Thursday, February 12, 2009

PM aims for world class education

Gordon Brown has pledged to help Britain achieve a "world class" education system where young people from every background can prosper.

In a speech at the University of Greenwich, the PM called for a "culture change" and promised to assist all young people in "seizing the opportunities available to them". Low expectations and acceptance of failure have "held our country back for too long", he said.

The PM said:

"I believe that each young person has talent and potential. Each some gift to develop. Each something to give to the good of the community.

"The Britain I strive for is a Britain with no cap on ambition, no ceiling on hope, no limit to where your potential will take you and how far you can rise: a Britain where the talents of each contribute to the well being and prosperity of all."

Mr Brown outlined a number of Government priorities, including increased parental participation, improved early learning and the recruitment of the best possible teaching staff. The Government plans to introduce more one-to-one and small group tuition and increase the number of young people staying in education beyond 16, he said.

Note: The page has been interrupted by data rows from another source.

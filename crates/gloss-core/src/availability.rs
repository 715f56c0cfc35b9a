//! # Availability Resolver
//!
//! Decides whether a product or service can be sold right now, using an
//! already-fetched [`InventorySnapshot`]. Runs on every render of the
//! sellable grid, so it does nothing but map lookups.
//!
//! ## Rules
//! ```text
//! ┌─────────────────────────────────────────────────────────────────────────┐
//! │  Product                                                                │
//! │    out  : stock <= 0                                                    │
//! │    low  : 0 < stock <= threshold                                        │
//! │                                                                         │
//! │  Recipe (one variant)                                                   │
//! │    out  : any line.quantity > stock(line.product)                       │
//! │    low  : any ingredient with 0 < stock <= threshold                    │
//! │                                                                         │
//! │  Service                                                                │
//! │    each variant evaluated on its own recipe                             │
//! │    available  : at least one variant available                          │
//! │    all out    : missing list comes from the first declared variant      │
//! └─────────────────────────────────────────────────────────────────────────┘
//! ```

use std::collections::HashMap;

use serde::{Deserialize, Serialize};
use ts_rs::TS;

use crate::types::{Inventory, RecipeLine};
use crate::DEFAULT_LOW_STOCK_THRESHOLD;

// =============================================================================
// Stock Level
// =============================================================================

/// Resolved stock of one product.
#[derive(Debug, Clone, Copy, PartialEq, Eq, Serialize, Deserialize, TS)]
#[ts(export)]
pub struct StockLevel {
    pub quantity: i64,
    pub threshold: i64,
}

impl StockLevel {
    pub const fn new(quantity: i64, threshold: i64) -> Self {
        StockLevel {
            quantity,
            threshold,
        }
    }

    #[inline]
    pub const fn is_out(&self) -> bool {
        self.quantity <= 0
    }

    #[inline]
    pub const fn is_low(&self) -> bool {
        self.quantity > 0 && self.quantity <= self.threshold
    }
}

impl Default for StockLevel {
    fn default() -> Self {
        StockLevel::new(0, DEFAULT_LOW_STOCK_THRESHOLD)
    }
}

/// In-memory stock lookup keyed by product id.
///
/// Products without a row resolve to the defaults (0 in stock, threshold 10).
#[derive(Debug, Clone, Default)]
pub struct InventorySnapshot {
    levels: HashMap<String, StockLevel>,
}

impl InventorySnapshot {
    pub fn new() -> Self {
        Self::default()
    }

    pub fn from_rows<'a, I>(rows: I) -> Self
    where
        I: IntoIterator<Item = &'a Inventory>,
    {
        let levels = rows
            .into_iter()
            .map(|row| (row.product_id.clone(), row.level()))
            .collect();
        InventorySnapshot { levels }
    }

    pub fn insert(&mut self, product_id: impl Into<String>, level: StockLevel) {
        self.levels.insert(product_id.into(), level);
    }

    pub fn level(&self, product_id: &str) -> StockLevel {
        self.levels.get(product_id).copied().unwrap_or_default()
    }
}

// =============================================================================
// Results
// =============================================================================

/// An ingredient whose stock cannot cover one unit of the recipe.
#[derive(Debug, Clone, PartialEq, Eq, Serialize, Deserialize, TS)]
#[ts(export)]
pub struct MissingIngredient {
    pub product_id: String,
    pub required: i64,
    pub in_stock: i64,
}

#[derive(Debug, Clone, PartialEq, Eq, Default, Serialize, Deserialize, TS)]
#[ts(export)]
pub struct Availability {
    pub available: bool,
    pub is_out: bool,
    pub is_low: bool,
    pub missing: Vec<MissingIngredient>,
}

impl Availability {
    fn in_stock(is_low: bool) -> Self {
        Availability {
            available: true,
            is_out: false,
            is_low,
            missing: Vec::new(),
        }
    }
}

/// Availability of a service and of each of its variants.
#[derive(Debug, Clone, PartialEq, Eq, Serialize, Deserialize, TS)]
#[ts(export)]
pub struct ServiceAvailability {
    #[serde(flatten)]
    #[ts(flatten)]
    pub overall: Availability,
    /// Per-variant results in declared order.
    pub variants: Vec<VariantAvailability>,
}

#[derive(Debug, Clone, PartialEq, Eq, Serialize, Deserialize, TS)]
#[ts(export)]
pub struct VariantAvailability {
    pub variant_id: String,
    pub availability: Availability,
}

/// A variant id paired with its recipe, in declared order.
#[derive(Debug, Clone, Copy)]
pub struct VariantRecipe<'a> {
    pub variant_id: &'a str,
    pub lines: &'a [RecipeLine],
}

// =============================================================================
// Resolvers
// =============================================================================

pub fn product_availability(product_id: &str, snapshot: &InventorySnapshot) -> Availability {
    let level = snapshot.level(product_id);
    Availability {
        available: !level.is_out(),
        is_out: level.is_out(),
        is_low: level.is_low(),
        missing: Vec::new(),
    }
}

/// Evaluates one recipe. An empty recipe is always available.
pub fn recipe_availability(lines: &[RecipeLine], snapshot: &InventorySnapshot) -> Availability {
    let mut missing = Vec::new();
    let mut is_low = false;

    for line in lines {
        let level = snapshot.level(&line.product_id);
        if line.quantity > level.quantity {
            missing.push(MissingIngredient {
                product_id: line.product_id.clone(),
                required: line.quantity,
                in_stock: level.quantity,
            });
        }
        if level.is_low() {
            is_low = true;
        }
    }

    if missing.is_empty() {
        return Availability::in_stock(is_low);
    }

    Availability {
        available: false,
        is_out: true,
        is_low,
        missing,
    }
}

/// Evaluates every variant and folds the results into the service verdict.
///
/// A service with no variants has nothing it can sell and is reported out
/// with an empty missing list; persisted services always carry at least the
/// Standard variant.
pub fn service_availability(
    variants: &[VariantRecipe<'_>],
    snapshot: &InventorySnapshot,
) -> ServiceAvailability {
    let per_variant: Vec<VariantAvailability> = variants
        .iter()
        .map(|v| VariantAvailability {
            variant_id: v.variant_id.to_string(),
            availability: recipe_availability(v.lines, snapshot),
        })
        .collect();

    let any_available = per_variant.iter().any(|v| v.availability.available);

    let overall = if any_available {
        Availability::in_stock(per_variant.iter().any(|v| v.availability.is_low))
    } else {
        let missing = per_variant
            .first()
            .map(|v| v.availability.missing.clone())
            .unwrap_or_default();
        Availability {
            available: false,
            is_out: true,
            is_low: false,
            missing,
        }
    };

    ServiceAvailability {
        overall,
        variants: per_variant,
    }
}

// =============================================================================
// Unit Tests
// =============================================================================

#[cfg(test)]
mod tests {
    use super::*;

    fn line(product_id: &str, quantity: i64) -> RecipeLine {
        RecipeLine {
            id: format!("r-{product_id}"),
            service_id: "svc".to_string(),
            variant_id: Some("v".to_string()),
            product_id: product_id.to_string(),
            quantity,
        }
    }

    #[test]
    fn test_stock_at_threshold_is_low_not_out() {
        let level = StockLevel::new(10, 10);
        assert!(level.is_low());
        assert!(!level.is_out());
    }

    #[test]
    fn test_zero_stock_is_out() {
        let level = StockLevel::new(0, 10);
        assert!(level.is_out());
        assert!(!level.is_low());
    }

    #[test]
    fn test_missing_row_defaults_to_out() {
        let snapshot = InventorySnapshot::new();
        let result = product_availability("ghost", &snapshot);
        assert!(result.is_out);
        assert!(!result.available);
    }

    #[test]
    fn test_recipe_out_when_required_exceeds_stock() {
        let mut snapshot = InventorySnapshot::new();
        snapshot.insert("wax", StockLevel::new(1, 10));

        let result = recipe_availability(&[line("wax", 2)], &snapshot);
        assert!(result.is_out);
        assert_eq!(
            result.missing,
            vec![MissingIngredient {
                product_id: "wax".to_string(),
                required: 2,
                in_stock: 1,
            }]
        );
    }

    #[test]
    fn test_recipe_low_when_ingredient_near_threshold() {
        let mut snapshot = InventorySnapshot::new();
        snapshot.insert("wax", StockLevel::new(5, 10));
        snapshot.insert("soap", StockLevel::new(100, 10));

        let result = recipe_availability(&[line("wax", 1), line("soap", 1)], &snapshot);
        assert!(result.available);
        assert!(result.is_low);
    }

    #[test]
    fn test_service_available_if_any_variant_is() {
        let mut snapshot = InventorySnapshot::new();
        snapshot.insert("wax", StockLevel::new(1, 10));
        snapshot.insert("soap", StockLevel::new(50, 10));

        let large = [line("wax", 3)];
        let small = [line("soap", 1)];
        let variants = [
            VariantRecipe {
                variant_id: "large",
                lines: &large,
            },
            VariantRecipe {
                variant_id: "small",
                lines: &small,
            },
        ];

        let result = service_availability(&variants, &snapshot);
        assert!(result.overall.available);
        assert!(result.variants[0].availability.is_out);
        assert!(!result.variants[1].availability.is_out);
    }

    #[test]
    fn test_all_variants_out_reports_first_missing_list() {
        let snapshot = InventorySnapshot::new();

        let first = [line("wax", 1)];
        let second = [line("soap", 1), line("pad", 1)];
        let variants = [
            VariantRecipe {
                variant_id: "a",
                lines: &first,
            },
            VariantRecipe {
                variant_id: "b",
                lines: &second,
            },
        ];

        let result = service_availability(&variants, &snapshot);
        assert!(result.overall.is_out);
        assert_eq!(result.overall.missing.len(), 1);
        assert_eq!(result.overall.missing[0].product_id, "wax");
    }
}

Other measures include annual improvement targets for schools and incentives for the best teachers to go to underperforming schools through schemes such as Teach First and Teach Next. The Government will also create a new "UCAS-style" system for matching apprentices with businesses and provide support for apprentices worth anything from £3,000 up to £15,000 for highly skilled jobs such as engineering.

The PM was accompanied by Ed Balls, Secretary of State for Children, Schools and Families. Mr Balls will take part in a live webchat in Downing Street on 1 November at 15:00 GMT.